We had a new visitor in our yard last night–an adult cottontail, which we viewed from our living room window. Sometimes we see rabbits from our kitchen window but we have not seen one from there in months. There are raspberry thickets in back, I believe, they hide under. The new visitor was there a few minutes and disappeared into the bush. I have lived here for over ten years and this is the first time I remember seeing a cottontail from my living room window. Once my wife actually saw a turkey in our front yard. I have never seen a turkey in our yard. A few days ago she saw a three foot black snake on our lawn from the bathroom window. You never know exactly what you are going to see from our living window or in our yard.

Such diversity in our world.  An example is the black-eyed Susan.  They come up every year–in different spots in our yard.  They seed themselves.  They are fighting for space with other weeds.  If you look at one bed, the flowers are at different heights and even at different angles.  I love looking at them.  The flowers last a long time–weeks in fact.  They come up a little later in the season.  Every year I await them and they never fail to please me.

There were two baby rabbit in a nest in our tall grass.  Someone was cutting the grass and discovered the two baby rabbits.  We wanted to give them a fighting chance and relocate them out side our enclosed yard but the dogs found one first and of course they killed it.  Every time Sweetie, the golden retriever and her two kids went out into the yard they were tracking their scent.  Pax, our fourth dog, wasn’t interested at all in the rabbits.  Now I know why I spotted a cottontail once slipping into our yard at night.  She had a brood to take care of.

It is so easy to take God’s creatures for granted.  I have been feeding the birds since I moved here.  I remember how excited we were when we first put up the finch feeder and the first goldfinch appeared.

I never ever saw a tufted titmouse and now we get a steady stream of them every day.  Very seldom did I see downy woodpeckers until I placed a suet feeder near the trunk of the large pine tree which can be viewed outside our living room window.
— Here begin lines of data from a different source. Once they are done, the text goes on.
//! Correlation table: outstanding requests keyed by message id.
//!
//! Each connection owns one [`FutureManager`]. The write path registers a
//! pending call, the read loop resolves it when the matching response
//! decodes, and a per-call timer fails it on expiry. Whichever resolution
//! removes the entry from the map first wins; every later attempt finds
//! nothing and is a no-op.

use std::future::Future;
use std::pin::Pin;
use std::sync::atomic::{AtomicBool, AtomicU32, Ordering};
use std::sync::{Arc, Weak};
use std::task::{Context, Poll};
use std::time::Duration;

use dashmap::mapref::entry::Entry;
use dashmap::DashMap;
use tokio::sync::oneshot;
use tokio::task::JoinHandle;
use tokio::time::Instant;
use tracing::{debug, trace};

use crate::error::{Result, RpcError};
use crate::inflight::InFlightGuard;
use crate::protocol::{Message, Session};

/// One outstanding request.
struct PendingCall {
    tx: oneshot::Sender<Result<Message>>,
    deadline: Instant,
    timeout: Duration,
    session: Option<Arc<Session>>,
    /// Held until the call resolves so graceful drain can wait on it.
    _guard: Option<InFlightGuard>,
    timer: Option<JoinHandle<()>>,
}

impl PendingCall {
    fn finish(mut self, result: Result<Message>) {
        if let Some(timer) = self.timer.take() {
            timer.abort();
        }
        // The caller may have stopped waiting; nothing to do then.
        let _ = self.tx.send(result);
    }
}

/// Per-connection registry from message id to pending result slot.
pub struct FutureManager {
    next_id: AtomicU32,
    pending: DashMap<u32, PendingCall>,
    closed: AtomicBool,
}

impl FutureManager {
    pub fn new() -> Arc<Self> {
        Arc::new(Self {
            next_id: AtomicU32::new(1),
            pending: DashMap::new(),
            closed: AtomicBool::new(false),
        })
    }

    /// Generate the next connection-scoped message id. Never returns 0.
    pub fn next_id(&self) -> u32 {
        loop {
            let id = self.next_id.fetch_add(1, Ordering::Relaxed);
            if id != 0 {
                return id;
            }
        }
    }

    /// Register a pending call for `id` and start its timeout.
    ///
    /// Must be called from within a tokio runtime.
    ///
    /// # Errors
    ///
    /// - [`RpcError::DuplicateId`] if `id` is already pending
    /// - [`RpcError::ConnectionClosed`] if the table has been closed
    pub fn create(
        self: &Arc<Self>,
        id: u32,
        timeout: Duration,
        session: Option<Arc<Session>>,
        guard: Option<InFlightGuard>,
    ) -> Result<ReplyFuture> {
        if self.is_closed() {
            return Err(RpcError::ConnectionClosed);
        }

        let (tx, rx) = oneshot::channel();
        match self.pending.entry(id) {
            Entry::Occupied(_) => return Err(RpcError::DuplicateId(id)),
            Entry::Vacant(slot) => {
                let timer = tokio::spawn(expire_after(Arc::downgrade(self), id, timeout));
                slot.insert(PendingCall {
                    tx,
                    deadline: Instant::now() + timeout,
                    timeout,
                    session,
                    _guard: guard,
                    timer: Some(timer),
                });
            }
        }

        // A close that swept the table before our insert would miss this call.
        if self.is_closed() {
            self.complete_exceptionally(id, RpcError::ConnectionClosed);
        }

        trace!(msg_id = id, timeout_ms = timeout.as_millis() as u64, "pending call registered");
        Ok(ReplyFuture { id, rx })
    }

    /// Resolve `id` with a response. Returns `false` if nothing was pending.
    pub fn complete(&self, id: u32, response: Message) -> bool {
        match self.pending.remove(&id) {
            Some((_, call)) => {
                call.finish(Ok(response));
                true
            }
            None => {
                debug!(msg_id = id, "response without pending call dropped");
                false
            }
        }
    }

    /// Fail `id` with `error`. Returns `false` if nothing was pending.
    pub fn complete_exceptionally(&self, id: u32, error: RpcError) -> bool {
        match self.pending.remove(&id) {
            Some((_, call)) => {
                call.finish(Err(error));
                true
            }
            None => false,
        }
    }

    /// Fail `id` with [`RpcError::Cancelled`].
    pub fn cancel(&self, id: u32) -> bool {
        self.complete_exceptionally(id, RpcError::Cancelled(id))
    }

    fn expire(&self, id: u32) {
        let now = Instant::now();
        if let Some((_, mut call)) = self.pending.remove_if(&id, |_, call| call.deadline <= now) {
            // Running inside the timer task; let it finish on its own.
            call.timer = None;
            let timeout_ms = call.timeout.as_millis() as u64;
            debug!(msg_id = id, timeout_ms, "pending call timed out");
            call.finish(Err(RpcError::Timeout {
                msg_id: id,
                timeout_ms,
            }));
        }
    }

    /// Fail every pending call with [`RpcError::ConnectionClosed`] and
    /// refuse new registrations.
    ///
    /// Returns how many calls were failed.
    pub fn close(&self) -> usize {
        self.closed.store(true, Ordering::Release);

        let ids: Vec<u32> = self.pending.iter().map(|entry| *entry.key()).collect();
        let swept = ids
            .into_iter()
            .filter(|id| self.complete_exceptionally(*id, RpcError::ConnectionClosed))
            .count();
        if swept > 0 {
            debug!(swept, "pending calls failed on close");
        }
        swept
    }

    #[inline]
    pub fn is_closed(&self) -> bool {
        self.closed.load(Ordering::Acquire)
    }

    /// Number of calls still waiting.
    pub fn len(&self) -> usize {
        self.pending.len()
    }

    pub fn is_empty(&self) -> bool {
        self.pending.is_empty()
    }

    pub fn contains(&self, id: u32) -> bool {
        self.pending.contains_key(&id)
    }

    /// Session the pending call for `id` was sent on.
    pub fn session(&self, id: u32) -> Option<Arc<Session>> {
        self.pending.get(&id).and_then(|call| call.session.clone())
    }
}

async fn expire_after(manager: Weak<FutureManager>, id: u32, timeout: Duration) {
    tokio::time::sleep(timeout).await;
    if let Some(manager) = manager.upgrade() {
        manager.expire(id);
    }
}

/// Awaitable result of a pending call.
///
/// Resolves with the response message, or with the error that failed the
/// call (timeout, cancellation, connection loss).
#[derive(Debug)]
pub struct ReplyFuture {
    id: u32,
    rx: oneshot::Receiver<Result<Message>>,
}

impl ReplyFuture {
    /// Message id this future waits on.
    #[inline]
    pub fn id(&self) -> u32 {
        self.id
    }
}

impl Future for ReplyFuture {
    type Output = Result<Message>;

    fn poll(mut self: Pin<&mut Self>, cx: &mut Context<'_>) -> Poll<Self::Output> {
        match Pin::new(&mut self.rx).poll(cx) {
            Poll::Ready(Ok(result)) => Poll::Ready(result),
            // Slot dropped without resolution: the table went away.
            Poll::Ready(Err(_)) => Poll::Ready(Err(RpcError::ConnectionClosed)),
            Poll::Pending => Poll::Pending,
        }
    }
}

#[cfg(test)]
mod tests {
    use super::*;
    use crate::inflight::InFlightCounter;
    use crate::protocol::{Header, MsgType};

    fn response(id: u32) -> Message {
        Message::response(Header::new(MsgType::BizResp, id), None)
    }

    #[test]
    fn test_ids_skip_zero() {
        let mgr = FutureManager::new();
        assert_eq!(mgr.next_id(), 1);
        assert_eq!(mgr.next_id(), 2);

        mgr.next_id.store(u32::MAX, Ordering::Relaxed);
        assert_eq!(mgr.next_id(), u32::MAX);
        assert_eq!(mgr.next_id(), 1);
    }

    #[tokio::test]
    async fn test_create_and_complete() {
        let mgr = FutureManager::new();
        let fut = mgr.create(7, Duration::from_secs(5), None, None).unwrap();
        assert_eq!(fut.id(), 7);
        assert!(mgr.contains(7));

        assert!(mgr.complete(7, response(7)));
        let msg = fut.await.unwrap();
        assert_eq!(msg.msg_id(), 7);
        assert!(mgr.is_empty());
    }

    #[tokio::test]
    async fn test_duplicate_id_rejected() {
        let mgr = FutureManager::new();
        let _fut = mgr.create(1, Duration::from_secs(5), None, None).unwrap();
        let err = mgr.create(1, Duration::from_secs(5), None, None).unwrap_err();
        assert!(matches!(err, RpcError::DuplicateId(1)));
        assert_eq!(mgr.len(), 1);
    }

    #[tokio::test]
    async fn test_unknown_and_late_resolution_is_noop() {
        let mgr = FutureManager::new();
        assert!(!mgr.complete(99, response(99)));
        assert!(!mgr.complete_exceptionally(99, RpcError::ConnectionClosed));

        let fut = mgr.create(3, Duration::from_secs(5), None, None).unwrap();
        assert!(mgr.complete(3, response(3)));
        assert!(!mgr.complete(3, response(3)));
        assert!(!mgr.cancel(3));
        assert!(fut.await.is_ok());
    }

    #[tokio::test(start_paused = true)]
    async fn test_timeout_fails_call() {
        let mgr = FutureManager::new();
        let fut = mgr.create(5, Duration::from_millis(50), None, None).unwrap();

        let err = fut.await.unwrap_err();
        assert!(matches!(
            err,
            RpcError::Timeout {
                msg_id: 5,
                timeout_ms: 50
            }
        ));
        assert!(mgr.is_empty());
        assert!(!mgr.complete(5, response(5)));
    }

    #[tokio::test(start_paused = true)]
    async fn test_timeout_does_not_affect_other_calls() {
        let mgr = FutureManager::new();
        let short = mgr.create(1, Duration::from_millis(10), None, None).unwrap();
        let long = mgr.create(2, Duration::from_secs(60), None, None).unwrap();

        assert!(short.await.unwrap_err().is_timeout());
        assert!(mgr.contains(2));
        assert!(mgr.complete(2, response(2)));
        assert!(long.await.is_ok());
    }

    #[tokio::test(flavor = "multi_thread", worker_threads = 4)]
    async fn test_racing_resolutions_single_winner() {
        for round in 0..200u32 {
            let mgr = FutureManager::new();
            let fut = mgr.create(round, Duration::from_secs(5), None, None).unwrap();

            let a = {
                let mgr = Arc::clone(&mgr);
                tokio::spawn(async move { mgr.complete(round, response(round)) })
            };
            let b = {
                let mgr = Arc::clone(&mgr);
                tokio::spawn(async move {
                    mgr.complete_exceptionally(round, RpcError::Cancelled(round))
                })
            };

            let (won_a, won_b) = (a.await.unwrap(), b.await.unwrap());
            assert!(won_a ^ won_b, "exactly one resolution must win");

            match fut.await {
                Ok(_) => assert!(won_a),
                Err(RpcError::Cancelled(_)) => assert!(won_b),
                Err(other) => panic!("unexpected outcome {other:?}"),
            }
        }
    }

    #[tokio::test]
    async fn test_close_sweeps_all_pending() {
        let mgr = FutureManager::new();
        let futures: Vec<_> = (1..=10)
            .map(|id| mgr.create(id, Duration::from_secs(60), None, None).unwrap())
            .collect();

        assert_eq!(mgr.close(), 10);
        assert!(mgr.is_empty());

        for fut in futures {
            let err = tokio::time::timeout(Duration::from_secs(1), fut)
                .await
                .expect("swept call resolves promptly")
                .unwrap_err();
            assert!(err.is_connection_closed());
        }

        let err = mgr.create(11, Duration::from_secs(1), None, None).unwrap_err();
        assert!(err.is_connection_closed());
    }

    #[tokio::test]
    async fn test_guard_released_on_resolution() {
        let mgr = FutureManager::new();
        let counter = InFlightCounter::new();

        let fut = mgr
            .create(1, Duration::from_secs(5), None, Some(counter.acquire()))
            .unwrap();
        assert_eq!(counter.count(), 1);

        mgr.cancel(1);
        assert!(counter.is_idle());
        assert!(matches!(fut.await, Err(RpcError::Cancelled(1))));
    }

    #[tokio::test]
    async fn test_session_lookup() {
        let mgr = FutureManager::new();
        let session = Arc::new(Session::new(4, 3, 0));
        let _fut = mgr
            .create(1, Duration::from_secs(5), Some(session), None)
            .unwrap();
        assert_eq!(mgr.session(1).map(|s| s.id()), Some(4));
        assert!(mgr.session(2).is_none());
    }

    #[tokio::test]
    async fn test_dropped_table_reports_closed() {
        let mgr = FutureManager::new();
        let fut = mgr.create(1, Duration::from_secs(5), None, None).unwrap();
        drop(mgr);
        // Timer still holds only a weak handle; the slot is gone with the map.
        assert!(fut.await.unwrap_err().is_connection_closed());
    }
}
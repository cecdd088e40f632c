//! Typed payload shapes carried in frame bodies.
//!
//! The message type decides which shape a body decodes into (see
//! [`MsgType::payload_kind`](super::MsgType::payload_kind)). Serialization
//! plugins only ever see these shapes.

use std::collections::HashMap;

use bytes::Bytes;
use serde::{Deserialize, Serialize, Serializer};

/// Deserialization target selected by the message type.
#[derive(Debug, Clone, Copy, PartialEq, Eq, Hash)]
pub enum PayloadKind {
    Invocation,
    Response,
    Negotiation,
    Session,
    Offline,
    Authentication,
    AuthResult,
}

impl PayloadKind {
    pub fn name(self) -> &'static str {
        match self {
            PayloadKind::Invocation => "Invocation",
            PayloadKind::Response => "Response",
            PayloadKind::Negotiation => "Negotiation",
            PayloadKind::Session => "Session",
            PayloadKind::Offline => "Offline",
            PayloadKind::Authentication => "Authentication",
            PayloadKind::AuthResult => "AuthResult",
        }
    }
}

/// Remote method call descriptor.
#[derive(Debug, Clone, Default, PartialEq, Serialize, Deserialize)]
#[serde(default)]
pub struct Invocation {
    pub interface: String,
    pub method: String,
    pub alias: Option<String>,
    pub args: Vec<serde_json::Value>,
    pub attachments: HashMap<String, String>,
}

impl Invocation {
    pub fn new(interface: impl Into<String>, method: impl Into<String>) -> Self {
        Self {
            interface: interface.into(),
            method: method.into(),
            ..Default::default()
        }
    }

    pub fn with_alias(mut self, alias: impl Into<String>) -> Self {
        self.alias = Some(alias.into());
        self
    }

    pub fn with_arg(mut self, arg: impl Into<serde_json::Value>) -> Self {
        self.args.push(arg.into());
        self
    }

    pub fn with_attachment(mut self, key: impl Into<String>, value: impl Into<String>) -> Self {
        self.attachments.insert(key.into(), value.into());
        self
    }
}

/// Outcome of an invocation: a value or a remote exception message.
#[derive(Debug, Clone, Default, PartialEq, Serialize, Deserialize)]
#[serde(default)]
pub struct ResponsePayload {
    pub result: Option<serde_json::Value>,
    pub exception: Option<String>,
}

impl ResponsePayload {
    pub fn ok(result: impl Into<serde_json::Value>) -> Self {
        Self {
            result: Some(result.into()),
            exception: None,
        }
    }

    pub fn error(message: impl Into<String>) -> Self {
        Self {
            result: None,
            exception: Some(message.into()),
        }
    }

    #[inline]
    pub fn is_error(&self) -> bool {
        self.exception.is_some()
    }
}

/// Plugin negotiation.
///
/// Requests list what the sender supports in preference order; responses
/// carry the chosen ids.
#[derive(Debug, Clone, Default, PartialEq, Serialize, Deserialize)]
#[serde(default)]
pub struct Negotiation {
    pub serializations: Vec<u8>,
    pub compressions: Vec<u8>,
    pub serialization: Option<u8>,
    pub compression: Option<u8>,
    pub attributes: HashMap<String, String>,
}

/// Request to open a logical session with fixed plugin defaults.
#[derive(Debug, Clone, Default, PartialEq, Serialize, Deserialize)]
#[serde(default)]
pub struct SessionPayload {
    pub serialization: u8,
    pub compression: u8,
    pub attributes: HashMap<String, String>,
}

/// Notice that the peer is going away.
#[derive(Debug, Clone, Default, PartialEq, Serialize, Deserialize)]
#[serde(default)]
pub struct OfflineNotice {
    pub reason: Option<String>,
}

/// Credentials presented by a connecting peer.
#[derive(Debug, Clone, Default, PartialEq, Serialize, Deserialize)]
#[serde(default)]
pub struct Authentication {
    pub principal: String,
    #[serde(with = "serde_bytes")]
    pub credential: Vec<u8>,
    pub attributes: HashMap<String, String>,
}

#[derive(Debug, Clone, Default, PartialEq, Serialize, Deserialize)]
#[serde(default)]
pub struct AuthResult {
    pub success: bool,
    pub message: Option<String>,
}

/// A decoded body.
///
/// `Raw` holds bytes that bypass the serialization plugin: outbound it is
/// written as-is, inbound it is produced for message types without a known
/// shape.
#[derive(Debug, Clone, PartialEq)]
pub enum Payload {
    Invocation(Invocation),
    Response(ResponsePayload),
    Negotiation(Negotiation),
    Session(SessionPayload),
    Offline(OfflineNotice),
    Authentication(Authentication),
    AuthResult(AuthResult),
    Raw(Bytes),
}

impl Payload {
    /// Shape of this payload, `None` for raw bytes.
    pub fn kind(&self) -> Option<PayloadKind> {
        match self {
            Payload::Invocation(_) => Some(PayloadKind::Invocation),
            Payload::Response(_) => Some(PayloadKind::Response),
            Payload::Negotiation(_) => Some(PayloadKind::Negotiation),
            Payload::Session(_) => Some(PayloadKind::Session),
            Payload::Offline(_) => Some(PayloadKind::Offline),
            Payload::Authentication(_) => Some(PayloadKind::Authentication),
            Payload::AuthResult(_) => Some(PayloadKind::AuthResult),
            Payload::Raw(_) => None,
        }
    }

    /// Shape name used in diagnostics.
    pub fn type_name(&self) -> &'static str {
        self.kind().map_or("Raw", PayloadKind::name)
    }

    pub fn as_invocation(&self) -> Option<&Invocation> {
        match self {
            Payload::Invocation(v) => Some(v),
            _ => None,
        }
    }

    pub fn as_response(&self) -> Option<&ResponsePayload> {
        match self {
            Payload::Response(v) => Some(v),
            _ => None,
        }
    }
}

impl Serialize for Payload {
    fn serialize<S: Serializer>(&self, serializer: S) -> Result<S::Ok, S::Error> {
        match self {
            Payload::Invocation(v) => v.serialize(serializer),
            Payload::Response(v) => v.serialize(serializer),
            Payload::Negotiation(v) => v.serialize(serializer),
            Payload::Session(v) => v.serialize(serializer),
            Payload::Offline(v) => v.serialize(serializer),
            Payload::Authentication(v) => v.serialize(serializer),
            Payload::AuthResult(v) => v.serialize(serializer),
            Payload::Raw(b) => serializer.serialize_bytes(b),
        }
    }
}

impl From<Invocation> for Payload {
    fn from(v: Invocation) -> Self {
        Payload::Invocation(v)
    }
}

impl From<ResponsePayload> for Payload {
    fn from(v: ResponsePayload) -> Self {
        Payload::Response(v)
    }
}

impl From<Negotiation> for Payload {
    fn from(v: Negotiation) -> Self {
        Payload::Negotiation(v)
    }
}

impl From<SessionPayload> for Payload {
    fn from(v: SessionPayload) -> Self {
        Payload::Session(v)
    }
}

impl From<OfflineNotice> for Payload {
    fn from(v: OfflineNotice) -> Self {
        Payload::Offline(v)
    }
}

impl From<Authentication> for Payload {
    fn from(v: Authentication) -> Self {
        Payload::Authentication(v)
    }
}

impl From<AuthResult> for Payload {
    fn from(v: AuthResult) -> Self {
        Payload::AuthResult(v)
    }
}

impl From<Bytes> for Payload {
    fn from(v: Bytes) -> Self {
        Payload::Raw(v)
    }
}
I never saw the white-breasted nuthatch who has become a regular visitor to our yard.  It likes both the suet and the sunflower seed I put out.

And there are other visitors we get every day.  How easy does it become to become jaded.  And forget these are all creatures created from above and deserve our praise and wonder.

Somehow you need to restore this quality and see these birds again with true amazement.  How do you see things as if it was the first time?  I have no answers.

PS Thoreau in Walden said it much better:  ‘Nothing is greater than to have an expectation of the dawn which will never forsake you even in our soundest sleep.’  I am not sure whether this is an exact quote but it is close.